* _HOW TO COMPLETE THIS TASK_: Your task is to repeat the entries exactly from their first line through the line with "storage and engine", and to stop there.

[[ PROVIDED DATA open ]]

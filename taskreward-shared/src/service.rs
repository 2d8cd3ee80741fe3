/// Reward service
///
/// The domain facade used by the HTTP layer. It validates arguments,
/// delegates task completion to the [`CompletionEngine`], and translates
/// storage and engine failures into one closed taxonomy, [`RewardError`].
///
/// # Operations
///
/// | Operation | Errors |
/// |-----------|--------|
/// | [`add_task`](RewardService::add_task) | `InvalidArgument` |
/// | [`complete_task`](RewardService::complete_task) | `InvalidArgument`, `TaskNotFound`, `TaskAlreadyCompleted`, `UserNotFound`, `Internal` |
/// | [`get_active_tasks`](RewardService::get_active_tasks) | `Internal` |
/// | [`get_leaderboard`](RewardService::get_leaderboard) | `Internal` |
/// | [`get_user_status`](RewardService::get_user_status) | `InvalidArgument`, `UserNotFound` |
/// | [`register_user`](RewardService::register_user) | `InvalidArgument`, `ReferrerNotFound`, `UserAlreadyExists` |
/// | [`authenticate_user`](RewardService::authenticate_user) | `UserNotFound`, `InvalidCredentials` |

use std::sync::Arc;
use tokio_util::sync::CancellationToken;
use tracing::{debug, error, info, warn};

use crate::auth::password::{hash_password, validate_password, verify_password};
use crate::engine::{CompletionConfig, CompletionEngine, CompletionError};
use crate::models::task::{NewTask, Task};
use crate::models::user::{NewUser, User};
use crate::store::{RewardStore, StoreError};

/// Number of users returned by the leaderboard
pub const LEADERBOARD_SIZE: i64 = 10;

/// Longest accepted login, matching the `users.login` column
pub const MAX_LOGIN_LEN: usize = 64;

/// Domain errors
#[derive(Debug, thiserror::Error)]
pub enum RewardError {
    #[error("invalid argument: {0}")]
    InvalidArgument(String),

    #[error("task {0} not found")]
    TaskNotFound(i64),

    #[error("task {0} already completed")]
    TaskAlreadyCompleted(i64),

    #[error("user not found")]
    UserNotFound,

    #[error("user '{0}' already exists")]
    UserAlreadyExists(String),

    #[error("referrer {0} not found")]
    ReferrerNotFound(i64),

    #[error("invalid credentials")]
    InvalidCredentials,

    /// Storage failure, timeout or cancellation; details are logged, not shown
    #[error("internal error: {0}")]
    Internal(String),
}

impl From<StoreError> for RewardError {
    fn from(err: StoreError) -> Self {
        match err {
            StoreError::TaskNotFound(id) => RewardError::TaskNotFound(id),
            StoreError::TaskAlreadyCompleted(id) => RewardError::TaskAlreadyCompleted(id),
            StoreError::UserNotFound => RewardError::UserNotFound,
            StoreError::UserAlreadyExists(login) => RewardError::UserAlreadyExists(login),
            StoreError::ReferrerNotFound(id) => RewardError::ReferrerNotFound(id),
            StoreError::InvalidAmount(amount) => {
                RewardError::InvalidArgument(format!("amount must be positive, got {}", amount))
            }
            StoreError::Constraint(msg) => RewardError::InvalidArgument(msg),
            e @ (StoreError::Database(_) | StoreError::Unavailable(_)) => {
                error!(error = %e, "Storage failure");
                RewardError::Internal(e.to_string())
            }
        }
    }
}

impl From<CompletionError> for RewardError {
    fn from(err: CompletionError) -> Self {
        match err {
            CompletionError::InvalidArgument(msg) => RewardError::InvalidArgument(msg),
            CompletionError::TaskNotFound(id) => RewardError::TaskNotFound(id),
            CompletionError::TaskAlreadyCompleted(id) => RewardError::TaskAlreadyCompleted(id),
            CompletionError::UserNotFound(_) => RewardError::UserNotFound,
            e @ (CompletionError::TimedOut(_) | CompletionError::Cancelled) => {
                RewardError::Internal(e.to_string())
            }
            CompletionError::Store(e) => RewardError::from(e),
        }
    }
}

/// Domain facade over a [`RewardStore`]
#[derive(Clone)]
pub struct RewardService {
    store: Arc<dyn RewardStore>,
    engine: CompletionEngine,
}

impl RewardService {
    pub fn new(store: Arc<dyn RewardStore>, config: CompletionConfig) -> Self {
        let engine = CompletionEngine::new(store.clone(), config);
        Self { store, engine }
    }

    /// Probes the backing store
    pub async fn ping(&self) -> Result<(), RewardError> {
        Ok(self.store.ping().await?)
    }

    /// Creates an open task
    pub async fn add_task(&self, description: &str, bonus: i64) -> Result<Task, RewardError> {
        let description = description.trim();
        if description.is_empty() {
            return Err(RewardError::InvalidArgument(
                "description must not be empty".to_string(),
            ));
        }
        if bonus < 0 {
            return Err(RewardError::InvalidArgument(format!(
                "bonus must not be negative, got {}",
                bonus
            )));
        }

        let task = self.store.insert_task(NewTask::new(description, bonus)).await?;
        info!(task_id = task.id, bonus, "Task created");
        Ok(task)
    }

    /// Closes a task and credits its bonus to `user_id`
    pub async fn complete_task(&self, task_id: i64, user_id: i64) -> Result<Task, RewardError> {
        Ok(self.engine.complete(task_id, user_id).await?)
    }

    /// Like [`RewardService::complete_task`], aborting when `cancel` fires
    pub async fn complete_task_with_cancel(
        &self,
        task_id: i64,
        user_id: i64,
        cancel: &CancellationToken,
    ) -> Result<Task, RewardError> {
        Ok(self
            .engine
            .complete_with_cancel(task_id, user_id, cancel)
            .await?)
    }

    pub async fn get_active_tasks(&self) -> Result<Vec<Task>, RewardError> {
        Ok(self.store.find_active_tasks().await?)
    }

    /// Top [`LEADERBOARD_SIZE`] users by balance, ties by ascending ID
    pub async fn get_leaderboard(&self) -> Result<Vec<User>, RewardError> {
        Ok(self.store.top_by_balance(LEADERBOARD_SIZE).await?)
    }

    pub async fn get_user_status(&self, user_id: i64) -> Result<User, RewardError> {
        if user_id <= 0 {
            return Err(RewardError::InvalidArgument(format!(
                "user id must be positive, got {}",
                user_id
            )));
        }
        Ok(self.store.get_user_by_id(user_id).await?)
    }

    /// Registers a user, optionally referred by `refer_id`
    ///
    /// `refer_id == 0` means "no referrer". A non-zero referrer must exist,
    /// otherwise nothing is inserted.
    pub async fn register_user(
        &self,
        login: &str,
        password: &str,
        refer_id: i64,
    ) -> Result<User, RewardError> {
        let login = validate_login(login)?;
        validate_password(password).map_err(RewardError::InvalidArgument)?;

        let refer_id = match refer_id {
            0 => None,
            id if id < 0 => {
                return Err(RewardError::InvalidArgument(format!(
                    "referrer id must not be negative, got {}",
                    id
                )))
            }
            id => {
                match self.store.get_user_by_id(id).await {
                    Ok(_) => Some(id),
                    Err(StoreError::UserNotFound) => {
                        debug!(refer_id = id, "Referrer does not exist");
                        return Err(RewardError::ReferrerNotFound(id));
                    }
                    Err(e) => return Err(e.into()),
                }
            }
        };

        let password = password.to_string();
        let password_hash = tokio::task::spawn_blocking(move || hash_password(&password))
            .await
            .map_err(|e| RewardError::Internal(format!("hashing task failed: {}", e)))?
            .map_err(|e| RewardError::Internal(e.to_string()))?;

        let user = self
            .store
            .insert_user(NewUser {
                login: login.to_string(),
                password_hash,
                refer_id,
            })
            .await?;

        info!(user_id = user.id, refer_id = ?user.refer_id, "User registered");
        Ok(user)
    }

    /// Checks `password` against the stored hash for `login`
    pub async fn authenticate_user(&self, login: &str, password: &str) -> Result<User, RewardError> {
        let user = self.store.get_user_by_login(login.trim()).await?;

        let candidate = password.to_string();
        let stored = user.password_hash.clone();
        let matches = tokio::task::spawn_blocking(move || verify_password(&candidate, &stored))
            .await
            .map_err(|e| RewardError::Internal(format!("verification task failed: {}", e)))?
            .map_err(|e| {
                error!(user_id = user.id, error = %e, "Stored password hash unusable");
                RewardError::Internal(e.to_string())
            })?;

        if !matches {
            warn!(user_id = user.id, "Password mismatch");
            return Err(RewardError::InvalidCredentials);
        }

        debug!(user_id = user.id, "User authenticated");
        Ok(user)
    }
}

fn validate_login(login: &str) -> Result<&str, RewardError> {
    let login = login.trim();
    if login.is_empty() {
        return Err(RewardError::InvalidArgument(
            "login must not be empty".to_string(),
        ));
    }
    if login.chars().count() > MAX_LOGIN_LEN {
        return Err(RewardError::InvalidArgument(format!(
            "login must be at most {} characters",
            MAX_LOGIN_LEN
        )));
    }
    Ok(login)
}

[[ PROVIDED DATA closed ]]

* _ANSWER BOX_:
filename taskreward-shared/src/service.rs
repository 2d8cd3ee80741fe3
/// Reward service
///
/// The domain facade used by the HTTP layer. It validates arguments,
/// delegates task completion to the [`CompletionEngine`], and translates
/// storage and engine failures into one closed taxonomy, [`RewardError`].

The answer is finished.